Brief: The lines to copy are those in the listing below that contain the word "LogFormat".

• • • •

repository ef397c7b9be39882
/// Asserts that a numerical value is in the provided interval `[a,b]` and panics
/// with a helpful message if not
///
/// ### Example
/// ```should_panic
/// # use tdgrid::assert_interval;
/// let alpha = 2.0;
/// assert_interval!(alpha, 0.0, 1.0);
/// ```
/// This will panic with the message "Invalid value for \`alpha\`. Must be in the interval \[0, 1\]."
#[macro_export]
macro_rules! assert_interval {
    ($var:expr, $a:expr, $b:expr) => {
        assert!(
            $var >= $a && $var <= $b,
            "Invalid value for `{}`. Must be in the interval [{}, {}].",
            stringify!($var),
            $a,
            $b,
        );
    };
}

/// Index of the first maximal value, or `None` for an empty slice
///
/// Ties resolve to the lowest index, so an untrained row of equal values
/// always yields `0`.
pub fn argmax(values: &[f64]) -> Option<usize> {
    values
        .iter()
        .enumerate()
        .fold(None, |best: Option<(usize, f64)>, (i, &v)| match best {
            Some((_, b)) if v <= b => best,
            _ => Some((i, v)),
        })
        .map(|(i, _)| i)
}
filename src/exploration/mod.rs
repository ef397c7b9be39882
/// Exploration policy result
#[derive(Debug, Clone, Copy, PartialEq, Eq)]
pub enum Choice {
    Explore,
    Exploit,
}

mod epsilon_greedy;

pub use epsilon_greedy::EpsilonGreedy;
/// Tabular learning algorithms
pub mod algo;

/// Implementations of strategies for episode-decaying hyperparameters
pub mod decay;

/// Environment
pub mod env;

/// Exploration policies
pub mod exploration;

/// Observed transitions
pub mod memory;

/// Grid environments
pub mod gym;

/// Epoch and episode orchestration
pub mod train;

mod error;
mod util;

pub use error::{Error, Result};
pub use train::{compare_rules, EpisodeSummary, RewardCurve, RuleRun, TrainConfig, Trainer};
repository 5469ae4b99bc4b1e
mod config;

pub use config::{LogFormat, TelemetryConfig};

use tracing_subscriber::EnvFilter;

/// Install the global tracing subscriber
///
/// Logs go to stderr so they never mix with the progress output on stdout.
/// Calling this more than once keeps the first subscriber.
pub fn init_telemetry() {
    let config = TelemetryConfig::from_env();

    let env_filter = EnvFilter::try_from_default_env()
        .unwrap_or_else(|_| EnvFilter::new(&config.default_filter));

    let builder = tracing_subscriber::fmt()
        .with_env_filter(env_filter)
        .with_writer(std::io::stderr)
        .with_target(true)
        .with_line_number(true);

    let result = match config.format {
        LogFormat::Json => builder.json().try_init(),
        LogFormat::Text => builder.try_init(),
    };

    if result.is_ok() {
        tracing::debug!("Tracing initialized ({:?} format)", config.format);
    }
}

• • • •

Expected answer:
pub use config::{LogFormat, TelemetryConfig};
        LogFormat::Json => builder.json().try_init(),
        LogFormat::Text => builder.try_init(),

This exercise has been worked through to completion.